Kode Kesehatan Hewan
Terestrial OIE (dianggap sebagai standar internasional), memberikan pedoman
umum untuk surveilans penyakit (OIE, 2005a) dan panduan khusus untuk tingkat
surveilans BSE yang sesuai (OIE, 2005b). Standar kode OIE untuk BSE sering
diperbarui, seringkali setiap tahun, sehingga pedoman OIE terbaru, yang
tersedia di http://www.oie.int/eng/normes/mcode/en_sommaire.htm, harus selalu
digunakan.
Namun, risiko BSE masih bisa
ada di suatu negara bahkan jika tidak ada kasus yang ditemukan dengan
pengawasan. Surveilans bertujuan untuk melengkapi data yang lebih komprehensif
yang disediakan oleh penilaian risiko (Heim dan Mumford, 2005).
1.
SURVEILANS PASIF
Di sebagian besar negara, BSE
terdaftar sebagai penyakit yang dapat diberitahukan, yang merupakan persyaratan
dasar untuk sistem surveilans pasif (dan juga aktif) yang berfungsi. Namun,
beberapa negara tidak memiliki sistem surveilans pasif nasional untuk BSE, atau
hanya sistem yang lemah.
Sampai tahun 1999,
surveilans BSE di semua negara terbatas pada pemberitahuan kasus yang dicurigai
secara klinis oleh peternak dan dokter hewan (dan pihak lain yang terlibat
dalam penanganan hewan) kepada otoritas veteriner (surveilan pasif), dan
diasumsikan bahwa hal ini akan memungkinkan deteksi dini suatu wabah (Heim dan
Wilesmith, 2000). Namun, karena surveilans pasif hanya bergantung pada
pelaporan tersangka klinis dan bergantung pada banyak faktor, termasuk
konsekuensi yang dirasakan di peternakan dan kompetensi diagnostik, hal itu
belum tentu konsisten atau dapat diandalkan. Underreporting adalah kendala yang
paling penting dari sistem pengawasan pasif untuk BSE.

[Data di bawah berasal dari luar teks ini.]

//! Exact inverses of the optimistic changes the engine applies.

use taskboard_domain::{
    BacklogItem, BoardModel, Column, ColumnId, ItemId, Project, Release, ReleaseId, Sprint,
    SprintId, SubTask, SubTaskId,
};

/// What to do to the model when the store rejects an operation.
///
/// Each variant reverts only the delta of its own operation, so a failure
/// never disturbs changes made by other operations in the meantime.
#[derive(Debug, Clone)]
pub(crate) enum Undo {
    Nothing,
    RemoveItem(ItemId),
    RestoreItem { index: usize, item: BacklogItem },
    RestoreItemFields(BacklogItem),
    RestoreItemStatus { id: ItemId, status: String },
    RestoreItemSprint { id: ItemId, sprint_id: Option<SprintId> },
    RestoreItemRelease { id: ItemId, release_id: Option<ReleaseId> },
    RemoveSubTask(SubTaskId),
    RestoreSubTask { index: usize, sub_task: SubTask },
    RestoreSubTaskFields(SubTask),
    /// A failed fetch: release the claim, and put back what a refresh
    /// discarded.
    RestoreSubTasks { item_id: ItemId, previous: Option<Vec<SubTask>> },
    RemoveColumn(ColumnId),
    RestoreColumn(Column),
    RemoveSprint(SprintId),
    RestoreSprint { index: usize, sprint: Sprint, item_ids: Vec<ItemId> },
    RestoreSprintFields(Sprint),
    RemoveRelease(ReleaseId),
    RestoreRelease { index: usize, release: Release, item_ids: Vec<ItemId> },
    RestoreReleaseFields(Release),
    RestoreProject(Project),
}

impl Undo {
    pub(crate) fn apply(self, model: &mut BoardModel) {
        match self {
            Undo::Nothing => {}
            Undo::RemoveItem(id) => {
                model.remove_item(id);
            }
            Undo::RestoreItem { index, item } => model.insert_item_at(index, item),
            Undo::RestoreItemFields(snapshot) => {
                model.restore_item_fields(&snapshot);
            }
            Undo::RestoreItemStatus { id, status } => {
                model.set_item_status(id, &status);
            }
            Undo::RestoreItemSprint { id, sprint_id } => {
                model.set_item_sprint(id, sprint_id);
            }
            Undo::RestoreItemRelease { id, release_id } => {
                model.set_item_release(id, release_id);
            }
            Undo::RemoveSubTask(id) => {
                model.remove_sub_task(id);
            }
            Undo::RestoreSubTask { index, sub_task } => {
                model.insert_sub_task_at(index, sub_task);
            }
            Undo::RestoreSubTaskFields(sub_task) => model.replace_sub_task(sub_task.id, sub_task),
            Undo::RestoreSubTasks { item_id, previous } => {
                model.abandon_sub_task_fetch(item_id);
                if let Some(sub_tasks) = previous {
                    model.set_sub_tasks(item_id, sub_tasks);
                }
            }
            Undo::RemoveColumn(id) => {
                model.remove_column(id);
            }
            Undo::RestoreColumn(column) => {
                model.upsert_column(column);
            }
            Undo::RemoveSprint(id) => {
                model.remove_sprint(id);
            }
            Undo::RestoreSprint {
                index,
                sprint,
                item_ids,
            } => model.restore_sprint(index, sprint, &item_ids),
            Undo::RestoreSprintFields(sprint) => {
                model.upsert_sprint(sprint);
            }
            Undo::RemoveRelease(id) => {
                model.remove_release(id);
            }
            Undo::RestoreRelease {
                index,
                release,
                item_ids,
            } => model.restore_release(index, release, &item_ids),
            Undo::RestoreReleaseFields(release) => {
                model.upsert_release(release);
            }
            Undo::RestoreProject(project) => {
                model.set_project(project);
            }
        }
    }
}
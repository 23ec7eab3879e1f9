use serde::{Deserialize, Serialize};
use taskboard_core::BoardResult;

use crate::backlog_item::{ItemId, Priority};
use crate::entity::{require, EntityId, EntityKind, RemoteEntity, Validate};
use crate::reference;
use crate::user::UserRef;

pub type SubTaskId = EntityId;

#[derive(Debug, Clone, Copy, PartialEq, Eq, Default, Serialize, Deserialize)]
#[serde(rename_all = "SCREAMING_SNAKE_CASE")]
pub enum SubTaskStatus {
    #[default]
    Todo,
    InProgress,
    Done,
}

#[derive(Debug, Clone, PartialEq, Serialize, Deserialize)]
#[serde(rename_all = "camelCase")]
pub struct SubTask {
    pub id: SubTaskId,
    pub title: String,
    #[serde(default)]
    pub description: String,
    #[serde(default)]
    pub priority: Priority,
    #[serde(default)]
    pub status: SubTaskStatus,
    #[serde(default, rename = "assignedTo", skip_serializing_if = "Option::is_none")]
    pub assignee: Option<UserRef>,
    /// Owning backlog item. Embedded task lists may omit it; the board
    /// model fills it in when it adopts them.
    #[serde(default, rename = "userStory", with = "reference::required")]
    pub item_id: ItemId,
}

impl SubTask {
    pub fn from_draft(id: SubTaskId, draft: &SubTaskDraft) -> Self {
        let mut sub_task = Self {
            id,
            title: String::new(),
            description: String::new(),
            priority: Priority::default(),
            status: SubTaskStatus::default(),
            assignee: None,
            item_id: draft.item_id,
        };
        sub_task.apply_draft(draft);
        sub_task
    }

    pub fn apply_draft(&mut self, draft: &SubTaskDraft) {
        self.title = draft.title.clone();
        self.description = draft.description.clone();
        self.priority = draft.priority;
        self.status = draft.status;
        self.assignee = draft.assignee.as_deref().map(UserRef::new);
    }
}

impl RemoteEntity for SubTask {
    type Draft = SubTaskDraft;
    const KIND: EntityKind = EntityKind::SubTask;

    fn id(&self) -> EntityId {
        self.id
    }
}

#[derive(Debug, Clone, PartialEq, Default, Serialize, Deserialize)]
#[serde(rename_all = "camelCase")]
pub struct SubTaskDraft {
    #[serde(rename = "userStoryId")]
    pub item_id: ItemId,
    pub title: String,
    pub description: String,
    pub priority: Priority,
    pub status: SubTaskStatus,
    #[serde(rename = "assignedToUsername", skip_serializing_if = "Option::is_none")]
    pub assignee: Option<String>,
}

impl SubTaskDraft {
    pub fn new(item_id: ItemId, title: impl Into<String>) -> Self {
        Self {
            item_id,
            title: title.into(),
            ..Default::default()
        }
    }
}

impl Validate for SubTaskDraft {
    fn validate(&self) -> BoardResult<()> {
        require(&self.title, "Title")
    }
}

#[cfg(test)]
mod tests {
    use super::*;

    #[test]
    fn test_deserialize_with_and_without_owner() {
        let json = r#"{"id":1,"title":"Write test","priority":"LOW","status":"DONE","userStory":{"id":9}}"#;
        let task: SubTask = serde_json::from_str(json).unwrap();
        assert_eq!(task.item_id, 9);
        assert_eq!(task.status, SubTaskStatus::Done);

        let json = r#"{"id":2,"title":"Embedded","status":"IN_PROGRESS","assignedTo":{"username":"ana"}}"#;
        let task: SubTask = serde_json::from_str(json).unwrap();
        assert_eq!(task.item_id, 0);
        assert_eq!(task.assignee, Some(UserRef::new("ana")));
    }

    #[test]
    fn test_draft_wire_names() {
        let mut draft = SubTaskDraft::new(4, "Review");
        draft.assignee = Some("bo".into());
        let json = serde_json::to_value(&draft).unwrap();
        assert_eq!(json["userStoryId"], 4);
        assert_eq!(json["assignedToUsername"], "bo");
        assert_eq!(json["status"], "TODO");
    }
}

Untuk meningkatkan pelaporan
dan memungkinkan berfungsinya keseluruhan sistem pasif, faktor minimum berikut
harus ada (Doherr et al., 2001):
Pemberitahuan:
Penyakit harus dapat diberitahukan, artinya ada persyaratan hukum untuk
melaporkan penyakit tersebut kepada otoritas resmi ketika dicurigai. Prosedur
pemberitahuan harus sederhana, dan harus jelas siapa yang bertanggung jawab
atas apa. Dokter hewan, peternak, dan pihak lain yang terlibat dalam penanganan
hewan harus mengetahui apa yang harus mereka lakukan jika mereka
mengidentifikasi kasus suspek.
Definisi
BSE:
Untuk mengoptimalkan identifikasi semua kasus klinis, definisi hukum tersangka BSE
harus luas. Di beberapa negara definisi hukum untuk tersangka BSE hanya mengacu
pada sapi dengan tanda-tanda neurologis, yang deskripsinya terlalu sempit. OIE
menggambarkan tersangka BSE sebagai ternak selama 30 bulan:
• terkena penyakit yang
sulit disembuhkan dengan pengobatan;
• menunjukkan perubahan
perilaku progresif seperti rangsangan, tendangan terus-menerus saat diperah,
perubahan status hierarki kawanan, keragu-raguan di pintu, gerbang, dan
penghalang; atau
• menunjukkan tanda-tanda
neurologis progresif tanpa tanda-tanda penyakit menular.
Seringkali peternak dan
dokter hewan mengetahui tentang BSE hanya dari gambaran penyakit klinis stadium
lanjut yang ekstrim seperti yang digambarkan oleh media. Mereka harus
diberitahu bahwa tanda-tanda BSE yang ekstrim ini seringkali tidak terlihat dan
tanda-tandanya biasanya sangat halus. Harus diakui bahwa ternak mungkin hanya
menunjukkan beberapa tanda yang mungkin, dan tanda-tanda itu dapat bervariasi
dalam tingkat keparahannya. Karena BSE tidak menyebabkan tanda-tanda klinis
patognomonik, beberapa individu hewan dengan tanda-tanda yang sesuai dengan BSE
akan terlihat di semua negara dengan populasi sapi. Hewan tersebut harus selalu
diperiksa sebagai hewan suspek BSE.
Kesadaran
penyakit: Semua individu yang menangani ternak (peternak, dokter
hewan, petugas di rumah jagal dan lain-lain) harus mampu mengenali tanda-tanda
klinis penyakit. Ini membutuhkan kampanye informasi dan program pendidikan
jangka panjang yang ekstensif untuk meningkatkan kesadaran penyakit, yang
ditargetkan ke setiap tingkat dan setiap sektor.
Saat merancang program
kesadaran penyakit untuk meningkatkan surveilans pasif, pertimbangan berikut
harus dipertimbangkan:
• Pesan yang ingin
disampaikan
• Media yang akan digunakan
• Grup yang akan ditargetkan
• Aspek budaya
• Faktor motivasi
• Format yang digunakan
Mengembangkan program
pendidikan sangat sulit di negara-negara dengan risiko BSE tetapi tidak ada
kasus, seperti administrasi dan individu pertama-tama harus bersedia
mempertimbangkan bahwa penyakit itu mungkin ada.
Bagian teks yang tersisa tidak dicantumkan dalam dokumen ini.